The Gulf Cooperation Council (GCC) is on an upward trajectory, with strong economic growth anticipated in the coming years. According to the latest Gulf Economic Update (GEU), the region is set to witness GDP growth rates of 3.2% in 2025 and 4.5% in 2026. This resurgence is largely attributed to the phasing out of OPEC+ oil production cuts, along with ongoing developments in non-hydrocarbon sectors.
In 2024, the region is expected to experience a significant improvement in economic performance, with a GDP growth of 1.7%, a substantial increase from just 0.3% in 2023. The non-oil economy has shown remarkable resilience, expanding by 3.7% due to factors such as increased private consumption, heightened investment, and persistent structural reforms sweeping across GCC nations.
However, the report cautions that external challenges could emerge, particularly in the form of global trade uncertainties and potential slowdowns in the world economy. To counteract these risks and secure future growth, the GEU encourages GCC member states to ramp up their diversification efforts and enhance regional trade integration.
A notable takeaway from the GEU report is the spotlight on Oman’s Medium-Term Fiscal Plan for 2020–2024. This initiative has been recognized as a leading example of effective fiscal reform in the region. To combat fiscal imbalances and reduce oversights in oil dependency, Oman has implemented far-reaching measures aimed at diversifying revenue streams, boosting spending efficiencies, and thoughtfully managing hydrocarbon revenues.
Despite promising growth forecasts, the GEU underscores the scrutiny applied to fiscal policies amid potential budgetary pressures projected across the GCC. With oil price fluctuations creating volatility, several member countries may find themselves facing fiscal deficits as early as 2025. The report emphasizes the need for a deeper understanding of fiscal effectiveness to foster resilient growth throughout the region.
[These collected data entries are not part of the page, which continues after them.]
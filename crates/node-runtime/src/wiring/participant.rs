//! # Participant Run
//!
//! One participant's full sequence of phases. The hop instrumentor is the
//! only concurrent activity; it is started before bootstrap so that no
//! lookup event is missed, and it is always stopped and joined before the
//! run returns, on success and on error alike.

use std::sync::Arc;

use tokio::sync::watch;
use tracing::{info, instrument, warn};

use kt_01_bootstrap_sequencer::BootstrapSequencer;
use kt_02_workload_driver::{DiscoveryTally, WorkloadDriver};
use kt_03_hop_counter::{HopInstrumentor, InstrumentorReport};
use kt_04_result_reporter::{AverageHops, ExperimentSummary, ResultReporter};
use shared_bus::RendezvousChannel;
use shared_types::{PeerId, SequenceNumber};
use testbed_telemetry::ExperimentMetrics;

use crate::adapters::{DhtNode, HopTableProbe, NetworkLayer, PrometheusRecorder};
use crate::container::ParticipantContext;
use crate::RunError;

/// Final barrier; nobody tears down while others still query.
pub const EXPERIMENT_COMPLETED_STATE: &str = "experiment-completed";

/// Results of a completed participant.
#[derive(Debug, Clone)]
pub struct ParticipantReport {
    pub index: usize,
    pub peer: PeerId,
    pub sequence: SequenceNumber,
    /// Peer we bootstrapped from; `None` for the root.
    pub target: Option<PeerId>,
    pub bootstrap_degraded: bool,
    pub tally: DiscoveryTally,
    pub summary: ExperimentSummary,
    pub average_hops: AverageHops,
    pub instrumentor: Option<InstrumentorReport>,
    pub metrics: ExperimentMetrics,
}

#[derive(Debug, Clone)]
pub enum ParticipantOutcome {
    Completed(Box<ParticipantReport>),
    /// No network sidecar; the participant did not run.
    Abandoned,
}

impl ParticipantOutcome {
    #[must_use]
    pub fn report(&self) -> Option<&ParticipantReport> {
        match self {
            Self::Completed(report) => Some(report.as_ref()),
            Self::Abandoned => None,
        }
    }
}

/// Run every phase for the participant described by `ctx`.
///
/// # Errors
///
/// Any fatal condition; see [`RunError`]. Connect failures and discovery
/// misses are reported in the returned [`ParticipantReport`] instead.
#[instrument(skip_all, fields(index = ctx.index, peer = %ctx.peer_id().short(), cluster = %ctx.cluster))]
pub async fn run_participant<R, D, N>(
    mut ctx: ParticipantContext,
    rendezvous: Arc<R>,
    dht: Arc<D>,
    network: &N,
) -> Result<ParticipantOutcome, RunError>
where
    R: RendezvousChannel + ?Sized,
    D: DhtNode,
    N: NetworkLayer + ?Sized,
{
    if !network.sidecar_available() {
        warn!("No network sidecar available, abandoning");
        return Ok(ParticipantOutcome::Abandoned);
    }
    ctx.deadline
        .guard("network-init", network.wait_network_initialized())
        .await??;
    info!("Network initialised");

    let (stop, shutdown) = watch::channel(false);
    let instrumentor =
        HopInstrumentor::spawn(&*dht, ctx.hop_table.clone(), ctx.deadline, shutdown)?;

    let phases = run_phases(&mut ctx, &rendezvous, &dht).await;

    // The consumer may already have stopped on its own.
    let _ = stop.send(true);
    let joined = instrumentor.await.map_err(|err| RunError::Join {
        index: ctx.index,
        reason: err.to_string(),
    });

    let mut report = phases?;
    report.instrumentor = Some(joined?);
    Ok(ParticipantOutcome::Completed(Box::new(report)))
}

async fn run_phases<R, D>(
    ctx: &mut ParticipantContext,
    rendezvous: &Arc<R>,
    dht: &Arc<D>,
) -> Result<ParticipantReport, RunError>
where
    R: RendezvousChannel + ?Sized,
    D: DhtNode,
{
    let config = Arc::clone(&ctx.config);

    let sequencer = BootstrapSequencer::new(
        Arc::clone(rendezvous),
        Arc::clone(dht),
        ctx.deadline,
        config.sequencer(),
    );
    let bootstrap = sequencer
        .run(ctx.handle.clone(), ctx.cluster.clone())
        .await?;
    ctx.local_peers.clone_from(&bootstrap.plan.local_peers);
    let sequence = bootstrap.sequence();

    ctx.deadline.sleep("quiesce", config.quiesce()).await?;

    let reporter = ResultReporter::new(Arc::new(PrometheusRecorder::new(ctx.metrics.clone())));
    let routing_table_size = reporter.sample_routing_table(&**dht);

    let driver = WorkloadDriver::new(
        Arc::clone(rendezvous),
        Arc::clone(dht),
        Arc::new(HopTableProbe::new(ctx.hop_table.clone())),
        ctx.deadline,
        config.workload(sequence),
    );
    let tally = driver.run(&ctx.handle).await?;

    let summary = ExperimentSummary {
        routing_table_size,
        records_found: tally.found,
        records_missed: tally.missed,
        hops_total: tally.hops_total,
        connect_failures: u64::from(bootstrap.is_degraded()),
    };
    let average_hops = reporter.report(&summary)?;

    ctx.deadline
        .guard(
            EXPERIMENT_COMPLETED_STATE,
            rendezvous.signal_and_wait(EXPERIMENT_COMPLETED_STATE, config.total_participants),
        )
        .await??;
    info!(
        seq = sequence,
        found = tally.found,
        missed = tally.missed,
        hops = %average_hops,
        "Participant completed"
    );

    Ok(ParticipantReport {
        index: ctx.index,
        peer: ctx.peer_id(),
        sequence,
        target: bootstrap.target.as_ref().map(|target| target.id),
        bootstrap_degraded: bootstrap.is_degraded(),
        tally,
        summary,
        average_hops,
        instrumentor: None,
        metrics: ctx.metrics.clone(),
    })
}
//! Parsing of file names found in `_delta_log/`.
use snafu::prelude::*;

use crate::storage::layout::{CHECKPOINT_PART_DIGITS, VERSION_DIGITS};
use crate::transaction_log::{CorruptLogSnafu, LogError, Version};

/// What kind of log file a name refers to.
#[derive(Debug, Clone, Copy, PartialEq, Eq)]
pub enum LogFileKind {
    /// `<v>.json`
    Commit,
    /// `<v>.checkpoint.parquet`
    SinglePartCheckpoint,
    /// `<v>.checkpoint.<part>.<parts>.parquet`
    MultiPartCheckpoint {
        /// 1-based part number.
        part: u32,
        /// Total number of parts.
        num_parts: u32,
    },
    /// `<v>.crc` and any other versioned name the reader does not use.
    Other,
}

/// A versioned file name from the log directory.
#[derive(Debug, Clone, PartialEq, Eq)]
pub struct ParsedLogPath {
    /// Bare file name.
    pub file_name: String,
    /// Version encoded in the name's prefix.
    pub version: Version,
    /// Kind of the file.
    pub kind: LogFileKind,
}

impl ParsedLogPath {
    /// Parse a file name from the log directory.
    ///
    /// Names without a numeric prefix (`_last_checkpoint`, temp files,
    /// subdirectories) are not log files and yield `Ok(None)`. A numeric
    /// prefix of the wrong width, or a checkpoint part specifier that does
    /// not parse, means the directory holds something a writer should never
    /// have produced and is reported as corrupt.
    pub fn parse(log_dir: &str, file_name: &str) -> Result<Option<Self>, LogError> {
        let mut split = file_name.split('.');
        let prefix = split.next().unwrap_or_default();

        let version: Version = match prefix.parse() {
            Ok(v) if prefix.len() == VERSION_DIGITS => v,
            Ok(v) => {
                return CorruptLogSnafu {
                    version: v,
                    path: format!("{log_dir}/{file_name}"),
                    msg: format!("version prefix must have {VERSION_DIGITS} digits"),
                }
                .fail();
            }
            Err(_) => return Ok(None),
        };

        let rest: Vec<&str> = split.collect();
        let kind = match rest.as_slice() {
            ["json"] => LogFileKind::Commit,
            ["checkpoint", "parquet"] => LogFileKind::SinglePartCheckpoint,
            ["checkpoint", part, num_parts, "parquet"] => {
                let part = parse_part(part);
                let num_parts = parse_part(num_parts);
                match (part, num_parts) {
                    (Some(part), Some(num_parts)) if 0 < part && part <= num_parts => {
                        LogFileKind::MultiPartCheckpoint { part, num_parts }
                    }
                    _ => {
                        return CorruptLogSnafu {
                            version,
                            path: format!("{log_dir}/{file_name}"),
                            msg: "invalid multi-part checkpoint part specifier".to_string(),
                        }
                        .fail();
                    }
                }
            }
            [] => return Ok(None),
            _ => LogFileKind::Other,
        };

        Ok(Some(ParsedLogPath {
            file_name: file_name.to_string(),
            version,
            kind,
        }))
    }

    /// True for single- and multi-part checkpoint files.
    pub fn is_checkpoint(&self) -> bool {
        matches!(
            self.kind,
            LogFileKind::SinglePartCheckpoint | LogFileKind::MultiPartCheckpoint { .. }
        )
    }
}

fn parse_part(s: &str) -> Option<u32> {
    if s.len() != CHECKPOINT_PART_DIGITS {
        return None;
    }
    s.parse().ok()
}
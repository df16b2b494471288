use std::{io, path::Path};

use async_trait::async_trait;
use bytes::Bytes;
use snafu::prelude::*;
use tokio::fs;

use crate::storage::{BackendError, NotFoundSnafu, OtherIoSnafu, StorageBackend, StorageResult};

/// Backend over the local filesystem.
///
/// Paths handed to this backend are interpreted as filesystem paths as-is.
#[derive(Debug, Default, Clone, Copy)]
pub struct LocalFileSystem;

impl LocalFileSystem {
    /// Create a local filesystem backend.
    pub fn new() -> Self {
        LocalFileSystem
    }
}

fn io_context<T>(res: io::Result<T>, path: &str) -> StorageResult<T> {
    match res {
        Ok(v) => Ok(v),
        Err(e) if e.kind() == io::ErrorKind::NotFound => {
            Err(BackendError::Local(e)).context(NotFoundSnafu { path })
        }
        Err(e) => Err(BackendError::Local(e)).context(OtherIoSnafu { path }),
    }
}

#[async_trait]
impl StorageBackend for LocalFileSystem {
    async fn list(&self, dir: &str) -> StorageResult<Vec<String>> {
        let mut rd = io_context(fs::read_dir(Path::new(dir)).await, dir)?;
        let mut names = Vec::new();
        while let Some(entry) = io_context(rd.next_entry().await, dir)? {
            // Non UTF-8 names can never be log entries.
            if let Some(name) = entry.file_name().to_str() {
                names.push(name.to_string());
            }
        }
        Ok(names)
    }

    async fn read(&self, path: &str) -> StorageResult<Bytes> {
        let data = io_context(fs::read(Path::new(path)).await, path)?;
        Ok(Bytes::from(data))
    }

    async fn exists(&self, path: &str) -> StorageResult<bool> {
        io_context(fs::try_exists(Path::new(path)).await, path)
    }
}
impl Scalar {
    /// Whether this is [`Scalar::Null`].
    pub fn is_null(&self) -> bool {
        matches!(self, Scalar::Null)
    }

    /// Parse a string-encoded value (a partition value, a statistics value or
    /// a CLI literal) as `ty`.
    ///
    /// The empty string is the null value for every type but `string`, where
    /// the caller decides (partition values treat it as null).
    pub fn parse(raw: &str, ty: PrimitiveType) -> Result<Scalar, String> {
        let bad = |what: &str| format!("{raw:?} is not a valid {what}");
        let value = match ty {
            PrimitiveType::String | PrimitiveType::Binary => Scalar::String(raw.to_string()),
            _ if raw.is_empty() => Scalar::Null,
            PrimitiveType::Boolean => match raw.to_ascii_lowercase().as_str() {
                "true" => Scalar::Boolean(true),
                "false" => Scalar::Boolean(false),
                _ => return Err(bad("boolean")),
            },
            PrimitiveType::Byte
            | PrimitiveType::Short
            | PrimitiveType::Integer
            | PrimitiveType::Long => Scalar::Long(raw.parse().map_err(|_| bad("integer"))?),
            PrimitiveType::Float | PrimitiveType::Double | PrimitiveType::Decimal { .. } => {
                Scalar::Double(raw.parse().map_err(|_| bad("number"))?)
            }
            PrimitiveType::Date => {
                let date =
                    NaiveDate::parse_from_str(raw, "%Y-%m-%d").map_err(|_| bad("date"))?;
                Scalar::from(date)
            }
            PrimitiveType::Timestamp | PrimitiveType::TimestampNtz => {
                Scalar::Timestamp(parse_timestamp_micros(raw).ok_or_else(|| bad("timestamp"))?)
            }
        };
        Ok(value)
    }

    /// Convert this literal to the representation used for a column of type
    /// `ty`, or `None` when the two cannot be compared.
    ///
    /// Strings are parsed as the column type, so `date = '2024-01-01'` works.
    /// A floating point literal against an integral column stays a double;
    /// comparisons between longs and doubles are numeric.
    pub fn coerce_to(&self, ty: PrimitiveType) -> Option<Scalar> {
        use PrimitiveType as P;
        match (self, ty) {
            (Scalar::Null, _) => Some(Scalar::Null),
            (Scalar::Boolean(_), P::Boolean) => Some(self.clone()),
            (Scalar::Long(_), P::Byte | P::Short | P::Integer | P::Long) => Some(self.clone()),
            (Scalar::Long(v), P::Float | P::Double | P::Decimal { .. }) => {
                Some(Scalar::Double(*v as f64))
            }
            (Scalar::Double(_), t) if t.is_numeric() => Some(self.clone()),
            (Scalar::String(_), P::String | P::Binary) => Some(self.clone()),
            (Scalar::String(s), t) => Scalar::parse(s, t).ok().filter(|v| !v.is_null()),
            (Scalar::Date(_), P::Date) => Some(self.clone()),
            (Scalar::Date(d), P::Timestamp | P::TimestampNtz) => {
                Some(Scalar::Timestamp(*d as i64 * 86_400_000_000))
            }
            (Scalar::Timestamp(_), P::Timestamp | P::TimestampNtz) => Some(self.clone()),
            _ => None,
        }
    }

    /// Order two non-null values of compatible kinds.
    pub fn partial_cmp_value(&self, other: &Scalar) -> Option<Ordering> {
        match (self, other) {
            (Scalar::Boolean(a), Scalar::Boolean(b)) => Some(a.cmp(b)),
            (Scalar::Long(a), Scalar::Long(b)) => Some(a.cmp(b)),
            (Scalar::Double(a), Scalar::Double(b)) => a.partial_cmp(b),
            (Scalar::Long(a), Scalar::Double(b)) => cmp_long_double(*a, *b),
            (Scalar::Double(a), Scalar::Long(b)) => {
                cmp_long_double(*b, *a).map(Ordering::reverse)
            }
            (Scalar::String(a), Scalar::String(b)) => Some(a.cmp(b)),
            (Scalar::Date(a), Scalar::Date(b)) => Some(a.cmp(b)),
            (Scalar::Timestamp(a), Scalar::Timestamp(b)) => Some(a.cmp(b)),
            _ => None,
        }
    }
}

/// Order an `i64` against an `f64` without rounding the integer to the
/// nearest double.
fn cmp_long_double(a: i64, b: f64) -> Option<Ordering> {
    const TWO_POW_63: f64 = 9_223_372_036_854_775_808.0;
    if b.is_nan() {
        return None;
    }
    if b >= TWO_POW_63 {
        return Some(Ordering::Less);
    }
    if b < -TWO_POW_63 {
        return Some(Ordering::Greater);
    }
    // `floor` is an integer in [-2^63, 2^63) and converts exactly.
    let floor = b.floor();
    match a.cmp(&(floor as i64)) {
        Ordering::Equal if b > floor => Some(Ordering::Less),
        ord => Some(ord),
    }
}

fn parse_timestamp_micros(raw: &str) -> Option<i64> {
    if let Ok(dt) = DateTime::parse_from_rfc3339(raw) {
        return Some(dt.timestamp_micros());
    }
    ["%Y-%m-%d %H:%M:%S%.f", "%Y-%m-%dT%H:%M:%S%.f"]
        .iter()
        .find_map(|fmt| NaiveDateTime::parse_from_str(raw, fmt).ok())
        .or_else(|| {
            NaiveDate::parse_from_str(raw, "%Y-%m-%d")
                .ok()
                .and_then(|d| d.and_hms_opt(0, 0, 0))
        })
        .map(|ndt| ndt.and_utc().timestamp_micros())
}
Key findings from the report indicate that government spending has historically played a stabilizing role in GCC economies, particularly during downturns. It was noted that a 1-unit increase in fiscal spending could enhance non-oil output by 0.1 to 0.45 units. On the other hand, the impact of government investment on non-oil output appears more limited, yielding just 0.07% growth from a single percentage point increase in investment.
When delving into individual country performances within the GCC, Bahrain is set to see its growth rise to 3.5% in 2025, supported by infrastructure improvements and advancements in sectors like logistics, fintech, and tourism. Meanwhile, Kuwait’s economy is expected to rebound to 2.2% in 2025, facilitated by the removal of OPEC+ production cuts and key infrastructure projects.
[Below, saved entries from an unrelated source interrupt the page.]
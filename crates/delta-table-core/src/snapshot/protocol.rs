//! Reader protocol checks.
//!
//! Reader version 1 tables are always readable. Version 2 adds column
//! mapping, which this reader does not implement, so it is accepted only when
//! the table does not use it. Version 3 lists reader features explicitly; all
//! of them must be in [`SUPPORTED_READER_FEATURES`].
use snafu::prelude::*;

use crate::table::error::{TableError, UnsupportedProtocolSnafu};
use crate::transaction_log::{Metadata, Protocol, Version};

/// Reader features that do not change how data files are read (or whose
/// effect is already handled by the scan, like type widening).
pub const SUPPORTED_READER_FEATURES: &[&str] = &[
    "timestampNtz",
    "typeWidening",
    "typeWidening-preview",
    "vacuumProtocolCheck",
    "appendOnly",
    "invariants",
    "checkConstraints",
    "generatedColumns",
    "changeDataFeed",
    "identityColumns",
];

const COLUMN_MAPPING_MODE_KEY: &str = "delta.columnMapping.mode";

/// Check that a table with `protocol` (and `metadata`, when known) can be read.
pub fn validate_protocol(
    protocol: &Protocol,
    metadata: Option<&Metadata>,
    version: Version,
) -> Result<(), TableError> {
    match protocol.min_reader_version {
        1 | 2 => {}
        3 => {
            let features = protocol.reader_features.as_deref().unwrap_or_default();
            if let Some(unsupported) = features
                .iter()
                .find(|f| !SUPPORTED_READER_FEATURES.contains(&f.as_str()))
            {
                return UnsupportedProtocolSnafu {
                    version,
                    msg: format!("reader feature {unsupported:?} is not supported"),
                }
                .fail();
            }
        }
        other => {
            return UnsupportedProtocolSnafu {
                version,
                msg: format!("reader version {other} is not supported"),
            }
            .fail();
        }
    }

    if let Some(mode) = metadata.and_then(|m| m.config_value(COLUMN_MAPPING_MODE_KEY)) {
        ensure!(
            mode.eq_ignore_ascii_case("none"),
            UnsupportedProtocolSnafu {
                version,
                msg: format!("column mapping mode {mode:?} is not supported"),
            }
        );
    }

    Ok(())
}

#[cfg(test)]
mod tests {
    use super::*;
    use std::collections::HashMap;

    fn protocol(reader: i32, features: Option<&[&str]>) -> Protocol {
        Protocol {
            min_reader_version: reader,
            min_writer_version: 7,
            reader_features: features.map(|f| f.iter().map(|s| s.to_string()).collect()),
            writer_features: None,
        }
    }

    fn metadata_with_mapping(mode: &str) -> Metadata {
        let mut configuration = HashMap::new();
        configuration.insert(COLUMN_MAPPING_MODE_KEY.to_string(), Some(mode.to_string()));
        Metadata {
            id: "t".to_string(),
            name: None,
            description: None,
            format: Default::default(),
            schema_string: r#"{"type":"struct","fields":[]}"#.to_string(),
            partition_columns: vec![],
            configuration,
            created_time: None,
        }
    }

    #[test]
    fn reader_versions_one_and_two_are_accepted() {
        validate_protocol(&protocol(1, None), None, 0).expect("v1");
        validate_protocol(&protocol(2, None), Some(&metadata_with_mapping("none")), 0)
            .expect("v2 without mapping");
    }

    #[test]
    fn column_mapping_is_rejected() {
        let err = validate_protocol(&protocol(2, None), Some(&metadata_with_mapping("name")), 4)
            .expect_err("mapping");
        assert!(matches!(err, TableError::UnsupportedProtocol { version: 4, .. }));
    }

    #[test]
    fn reader_features_must_be_supported() {
        validate_protocol(&protocol(3, Some(&["timestampNtz", "appendOnly"])), None, 0)
            .expect("supported");
        let err = validate_protocol(&protocol(3, Some(&["deletionVectors"])), None, 2)
            .expect_err("deletion vectors");
        match err {
            TableError::UnsupportedProtocol { version, msg } => {
                assert_eq!(version, 2);
                assert!(msg.contains("deletionVectors"));
            }
            other => panic!("unexpected error: {other}"),
        }
    }

    #[test]
    fn future_reader_version_is_rejected() {
        let err = validate_protocol(&protocol(4, None), None, 1).expect_err("v4");
        assert!(matches!(err, TableError::UnsupportedProtocol { .. }));
    }
}
//! Reader configuration.

/// Tuning knobs for a [`DeltaTable`](crate::DeltaTable).
///
/// None of these change results, only how much work is done concurrently or
/// skipped.
#[derive(Debug, Clone, PartialEq, Eq)]
pub struct TableConfig {
    /// Commit files read concurrently during replay. Actions are still
    /// applied strictly in commit order.
    pub log_read_concurrency: usize,
    /// Data files read concurrently during a scan. Batches are still returned
    /// in live-file order.
    pub scan_concurrency: usize,
    /// Whether an already resolved snapshot may serve as the replay base
    /// for a later version.
    pub reuse_cached_snapshots: bool,
    /// Whether files whose statistics rule out the residual filter are
    /// skipped without being read.
    pub data_skipping: bool,
}

impl Default for TableConfig {
    fn default() -> Self {
        TableConfig {
            log_read_concurrency: 8,
            scan_concurrency: 4,
            reuse_cached_snapshots: true,
            data_skipping: true,
        }
    }
}

impl TableConfig {
    /// Set [`TableConfig::log_read_concurrency`] (at least 1).
    pub fn with_log_read_concurrency(mut self, n: usize) -> Self {
        self.log_read_concurrency = n.max(1);
        self
    }

    /// Set [`TableConfig::scan_concurrency`] (at least 1).
    pub fn with_scan_concurrency(mut self, n: usize) -> Self {
        self.scan_concurrency = n.max(1);
        self
    }

    /// Set [`TableConfig::reuse_cached_snapshots`].
    pub fn with_reuse_cached_snapshots(mut self, enabled: bool) -> Self {
        self.reuse_cached_snapshots = enabled;
        self
    }

    /// Set [`TableConfig::data_skipping`].
    pub fn with_data_skipping(mut self, enabled: bool) -> Self {
        self.data_skipping = enabled;
        self
    }
}
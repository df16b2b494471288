//! Error types for storage backends.

use std::{error::Error, fmt, io};

use snafu::{Backtrace, prelude::*};

/// Errors produced by a storage backend implementation.
///
/// Backend-specific failures are wrapped here unmodified so higher layers can
/// attach path context without losing the original error.
#[derive(Debug)]
pub enum BackendError {
    /// A local filesystem I/O error.
    Local(io::Error),
    /// An error raised by a caller-provided backend (object stores, etc.).
    External(Box<dyn Error + Send + Sync + 'static>),
}

impl fmt::Display for BackendError {
    fn fmt(&self, f: &mut fmt::Formatter<'_>) -> fmt::Result {
        match self {
            BackendError::Local(e) => write!(f, "local I/O error: {e}"),
            BackendError::External(e) => write!(f, "backend error: {e}"),
        }
    }
}

impl Error for BackendError {
    fn source(&self) -> Option<&(dyn Error + 'static)> {
        match self {
            BackendError::Local(e) => Some(e),
            BackendError::External(e) => Some(e.as_ref()),
        }
    }
}

/// Errors that can occur during storage operations.
#[derive(Debug, Snafu)]
#[snafu(visibility(pub(crate)))]
pub enum StorageError {
    /// The specified path was not found.
    #[snafu(display("Path not found: {path}"))]
    NotFound {
        /// The path that was not found.
        path: String,
        /// Underlying backend error that caused the failure.
        source: BackendError,
        /// The backtrace at the time the error occurred.
        backtrace: Backtrace,
    },

    /// Any other backend failure (permissions, network, short reads, ...).
    #[snafu(display("I/O error at {path}: {source}"))]
    OtherIo {
        /// The path where the error occurred.
        path: String,
        /// Underlying backend error with backend-specific details.
        source: BackendError,
        /// The backtrace at the time the error occurred.
        backtrace: Backtrace,
    },

    /// The table root string names a scheme no registered backend handles.
    #[snafu(display("Invalid table location {spec:?}: {reason}"))]
    InvalidLocation {
        /// The location string supplied by the caller.
        spec: String,
        /// Why the location was rejected.
        reason: String,
    },
}

impl StorageError {
    /// True when the error reports a missing file or directory.
    pub fn is_not_found(&self) -> bool {
        matches!(self, StorageError::NotFound { .. })
    }
}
Oman is projected to experience growth reaching 3% in 2025, climbing to 4% by 2027, driven by a recovery in oil output and robust performances across construction, manufacturing, and services. Qatar is forecasting stable growth of 2.4% in 2025, potentially ramping up to an impressive 6.5% in subsequent years, owing to planned liquefied natural gas (LNG) capacity expansions and enhanced infrastructure.
Saudi Arabia’s growth is similarly optimistic, projected to hit 2.8% in 2025, moving to an average of 4.6% in 2026 and 2027. The hydrocarbon sector is expected to see significant growth as OPEC+ cuts are lifted, while the non-oil GDP is anticipated to grow by 3.6% annually, aligning with the country’s Vision 2030 diversification goals.
In the UAE, growth is slated to reach 4.6% in 2025, stabilizing at 4.9% over the following years. The non-oil sectors remain the main drivers of growth, buoyed by strategic public investment and strengthened governance. The normalization of oil production is also anticipated to bolster the growth outlook.
In conclusion, the GCC is positioned for stronger growth in the upcoming years, underpinned by a resurgence in oil output and robust performances from non-oil sectors. However, achieving sustainability in this growth trajectory will require prudent fiscal policies, ongoing reforms, and resilience against global uncertainties. The GEU strongly advocates for innovative fiscal strategies—similar to Oman’s approach—as essential to ensuring long-term economic stability across the region.